Sehr geehrter Herr PD Landwehr, sehr geehrte Kolleginnen und Kollegen,

2 fachliche Themen beschäftigen mich schon länger und sind sicher auch für viele interessant:

Fall 1:
Ein Patient mit einer hochgradigen Art. iliaca comm. Stenose. Diese wird mittels Ballon-PTA beseitigt ohne Reststenose. Damit kann die Intervention auch nach S3 Leitlinie beendet werden. Dort steht "Eine zusätztliche Stentimplantation nach PTA ist im Bereich der Beckenarterien indiziert, wenn das Ergebnis ...suboptimal ist oder verfehlt wurde." Das liegt ja in o.g. Fall auch nicht vor. Wenige Zeilen später steht aber in der Leitlinie: "Eine primäre Stentimplantation ist als initiale Therapie ....bei Stenosen und Occlusionen der A. iliaca comm. zu empfehlen." Letzteres gilt ja schon lange. Für mich ist das ein Widerspruch.
Wie ist denn eigentlich "primäre Stentimplantation" definiert? Stent vor PTA? Stent nach erfolgreicher PTA ohne Reststenose?
Wie wäre das leitliniengerechte Vorgehen bei einem Pat. mit hochgradiger Stenose oder Verschluß der AIC?
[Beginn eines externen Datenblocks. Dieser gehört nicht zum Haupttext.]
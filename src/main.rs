use anyhow::{Context, Result};
use clap::{Parser, Subcommand};
use std::path::PathBuf;

use hive::config::Config;

mod cmd;

#[derive(Parser)]
#[command(name = "hive")]
#[command(version, about = "Plan-driven task orchestration in isolated git worktrees")]
pub struct Cli {
    #[arg(short, long, global = true)]
    pub verbose: bool,

    /// Print results as JSON instead of human-readable text
    #[arg(long, global = true)]
    pub json: bool,

    #[arg(long, global = true, env = "HIVE_PROJECT_DIR")]
    pub project_dir: Option<PathBuf>,

    #[command(subcommand)]
    pub command: Commands,
}

#[derive(Subcommand)]
pub enum Commands {
    /// Create or list features
    Feature {
        #[command(subcommand)]
        command: FeatureCommands,
    },
    /// Reconcile a feature's tasks with its plan.md
    Sync { feature: String },
    /// Inspect and update tasks
    Task {
        #[command(subcommand)]
        command: TaskCommands,
    },
    /// Show runnable and blocked tasks, and execution waves
    Schedule { feature: String },
    /// Manage subtasks of a task
    Subtask {
        #[command(subcommand)]
        command: SubtaskCommands,
    },
    /// Low-level worktree operations
    Worktree {
        #[command(subcommand)]
        command: WorktreeCommands,
    },
    /// Create the task's worktree and mark it in progress
    Start {
        feature: String,
        task: String,
        /// Branch or commit to cut the task branch from (default HEAD)
        #[arg(long)]
        base: Option<String>,
    },
    /// Commit the task's work, save its diff and mark it done
    Complete {
        feature: String,
        task: String,
        #[arg(short, long)]
        summary: String,
        /// File holding the report (generated when omitted)
        #[arg(long)]
        report: Option<PathBuf>,
    },
    /// Merge a done task back and remove its worktree
    Integrate {
        feature: String,
        task: String,
        /// merge, squash or rebase (default from hive.toml)
        #[arg(long)]
        strategy: Option<String>,
    },
    /// Drop the task's worktree and branch and reset it to pending
    Abort { feature: String, task: String },
}

#[derive(Subcommand)]
pub enum FeatureCommands {
    /// Create a feature with a starter plan.md
    Create { name: String },
    /// List features
    List,
}

#[derive(Subcommand)]
pub enum TaskCommands {
    /// List tasks of a feature
    List { feature: String },
    /// Show a task's status and spec
    Show { feature: String, task: String },
    /// Set a task's status and summary
    Update {
        feature: String,
        task: String,
        #[arg(long)]
        status: String,
        #[arg(long)]
        summary: Option<String>,
    },
    /// Create a manual task outside of plan.md
    Create {
        feature: String,
        name: String,
        /// Comma-separated task folders this task waits for
        #[arg(long, value_delimiter = ',')]
        depends_on: Option<Vec<String>>,
        #[arg(short, long, default_value = "")]
        description: String,
    },
}

#[derive(Subcommand)]
pub enum SubtaskCommands {
    /// Create the next subtask of a task
    Create {
        feature: String,
        task: String,
        name: String,
        /// test, implement, review, verify, research, debug or custom
        #[arg(long = "type")]
        subtask_type: Option<String>,
        #[arg(short, long, default_value = "")]
        description: String,
    },
    /// List subtasks of a task
    List { feature: String, task: String },
    /// Set a subtask's status and summary
    Update {
        feature: String,
        task: String,
        /// Subtask id (`2.1`), folder or number
        subtask: String,
        #[arg(long)]
        status: Option<String>,
        #[arg(long)]
        summary: Option<String>,
    },
}

#[derive(Subcommand)]
pub enum WorktreeCommands {
    /// Create (or return) a task worktree
    Create {
        feature: String,
        task: String,
        #[arg(long)]
        base: Option<String>,
    },
    /// List task worktrees
    List { feature: Option<String> },
    /// Show the task's changes since its base commit
    Diff {
        feature: String,
        task: String,
        /// Also write the diff to the task's changes.diff
        #[arg(long)]
        save: bool,
    },
    /// Stage and commit all work in the worktree
    Commit {
        feature: String,
        task: String,
        #[arg(short, long)]
        message: Option<String>,
    },
    /// Merge the task branch into the current branch
    Merge {
        feature: String,
        task: String,
        #[arg(long)]
        strategy: Option<String>,
        #[arg(short, long)]
        message: Option<String>,
    },
    /// Check whether the task's saved diff applies to the repository root
    Check { feature: String, task: String },
    /// Remove a task worktree
    Remove {
        feature: String,
        task: String,
        /// Keep the task branch
        #[arg(long)]
        keep_branch: bool,
    },
    /// Remove worktrees whose HEAD no longer resolves
    Cleanup { feature: Option<String> },
}

fn init_tracing(verbose: bool) {
    use tracing_subscriber::EnvFilter;

    let default = if verbose { "hive=debug,info" } else { "hive=info,warn" };
    let filter = std::env::var("HIVE_LOG")
        .ok()
        .and_then(|v| EnvFilter::try_new(v).ok())
        .or_else(|| EnvFilter::try_from_default_env().ok())
        .unwrap_or_else(|| EnvFilter::new(default));

    tracing_subscriber::fmt()
        .with_env_filter(filter)
        .with_target(false)
        .with_writer(std::io::stderr)
        .init();
}

#[tokio::main]
async fn main() -> Result<()> {
    let cli = Cli::parse();
    init_tracing(cli.verbose);

    let project_dir = match cli.project_dir.clone() {
        Some(dir) => dir,
        None => std::env::current_dir().context("Failed to get current directory")?,
    };
    let config = Config::new(project_dir, cli.verbose)?;

    match &cli.command {
        Commands::Feature { command } => cmd::cmd_feature(&config, command, cli.json)?,
        Commands::Sync { feature } => cmd::cmd_sync(&config, feature, cli.json)?,
        Commands::Task { command } => cmd::cmd_task(&config, command, cli.json)?,
        Commands::Schedule { feature } => cmd::cmd_schedule(&config, feature, cli.json)?,
        Commands::Subtask { command } => cmd::cmd_subtask(&config, command, cli.json)?,
        Commands::Worktree { command } => cmd::cmd_worktree(&config, command, cli.json).await?,
        Commands::Start { feature, task, base } => {
            cmd::cmd_start(&config, feature, task, base.as_deref(), cli.json).await?
        }
        Commands::Complete {
            feature,
            task,
            summary,
            report,
        } => cmd::cmd_complete(&config, feature, task, summary, report.as_deref(), cli.json).await?,
        Commands::Integrate {
            feature,
            task,
            strategy,
        } => cmd::cmd_integrate(&config, feature, task, strategy.as_deref(), cli.json).await?,
        Commands::Abort { feature, task } => cmd::cmd_abort(&config, feature, task, cli.json).await?,
    }

    Ok(())
}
Fall 2: Bei manchen Patienten dauert es sehr lange, bis das Kontrastmittel auch bei Dreigefäßversorgung im Fuß ankommt. Die Verzögerung tritt in unterschiedlicher Höhe ein.
Vor vielen Jahren gaben mir meine Lehrer als mögliche Ursache zur Antwort "periphere Widerstandserhöhung" oder "erhöhte Viskosität des Blutes". Spielen hier HK, Thrombozytenzahl, Fibrinogen, andere Blutwerte oder ein Diabetes eine Rolle? In der Literatur und in der täglichen Praxis habe ich bisher keine schlüssige Antwort gefunden. Darüberhinaus wäre ja die therapeutische Relevanz wichtig: Gezielte Blutuntersuchungen und Hämodilutionstherapie bei einem pAVK-Patienten?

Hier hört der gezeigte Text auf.